//! OpenAlex `/works` response structures and their mapping to articles

use serde::Deserialize;
use serde_json::{Map, Value};

use bibliodash_analytics::Article;

use crate::abstract_decode::abstract_text;
use crate::config::CollectConfig;

const NO_TITLE: &str = "No Title";

/// One page of the works listing
#[derive(Debug, Deserialize)]
pub struct WorksResponse {
    pub meta: Meta,
    #[serde(default)]
    pub results: Vec<WorkRow>,
}

#[derive(Debug, Deserialize)]
pub struct Meta {
    /// Total hits for the filter, independent of page size
    #[serde(default)]
    pub count: u64,
}

/// Fields of an OpenAlex work the dataset needs
#[derive(Debug, Deserialize)]
pub struct WorkRow {
    /// OpenAlex ID (e.g., "https://openalex.org/W2741809807")
    #[serde(default)]
    pub id: String,

    #[serde(default)]
    pub doi: Option<String>,

    #[serde(default)]
    pub display_name: Option<String>,

    #[serde(default)]
    pub publication_year: Option<i32>,

    #[serde(default)]
    pub abstract_inverted_index: Option<Map<String, Value>>,

    #[serde(default)]
    pub authorships: Vec<Authorship>,

    /// Concepts in relevance order
    #[serde(default)]
    pub concepts: Vec<Concept>,
}

#[derive(Debug, Deserialize)]
pub struct Authorship {
    #[serde(default)]
    pub author: Option<Author>,
}

#[derive(Debug, Deserialize)]
pub struct Author {
    #[serde(default)]
    pub display_name: Option<String>,
}

#[derive(Debug, Deserialize)]
pub struct Concept {
    #[serde(default)]
    pub display_name: Option<String>,
}

impl WorkRow {
    /// DOI link when present, the OpenAlex ID otherwise
    pub fn link(&self) -> &str {
        self.doi
            .as_deref()
            .filter(|doi| !doi.is_empty())
            .unwrap_or(&self.id)
    }

    pub fn into_article(self, config: &CollectConfig) -> Article {
        let abstract_text = abstract_text(
            self.abstract_inverted_index.as_ref(),
            config.abstract_max_chars,
        );
        let url = self.link().to_string();
        Article {
            title: self.display_name.unwrap_or_else(|| NO_TITLE.to_string()),
            abstract_text: Some(abstract_text),
            url,
            keywords: self
                .concepts
                .into_iter()
                .filter_map(|c| c.display_name)
                .take(config.max_keywords)
                .collect(),
            author: self
                .authorships
                .into_iter()
                .filter_map(|a| a.author?.display_name)
                .collect(),
            pub_year: self.publication_year,
        }
    }
}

········

# [TASK ITEM]
With the line holding "in relevance order" as the first and the line holding "author: self" as the last, please transcribe exactly the lines of the material above in that range and nothing else.

# [ANSWER SECTION]
    /// Concepts in relevance order
    #[serde(default)]
    pub concepts: Vec<Concept>,
}

#[derive(Debug, Deserialize)]
pub struct Authorship {
    #[serde(default)]
    pub author: Option<Author>,
}

#[derive(Debug, Deserialize)]
pub struct Author {
    #[serde(default)]
    pub display_name: Option<String>,
}

#[derive(Debug, Deserialize)]
pub struct Concept {
    #[serde(default)]
    pub display_name: Option<String>,
}

impl WorkRow {
    /// DOI link when present, the OpenAlex ID otherwise
    pub fn link(&self) -> &str {
        self.doi
            .as_deref()
            .filter(|doi| !doi.is_empty())
            .unwrap_or(&self.id)
    }

    pub fn into_article(self, config: &CollectConfig) -> Article {
        let abstract_text = abstract_text(
            self.abstract_inverted_index.as_ref(),
            config.abstract_max_chars,
        );
        let url = self.link().to_string();
        Article {
            title: self.display_name.unwrap_or_else(|| NO_TITLE.to_string()),
            abstract_text: Some(abstract_text),
            url,
            keywords: self
                .concepts
                .into_iter()
                .filter_map(|c| c.display_name)
                .take(config.max_keywords)
                .collect(),
            author: self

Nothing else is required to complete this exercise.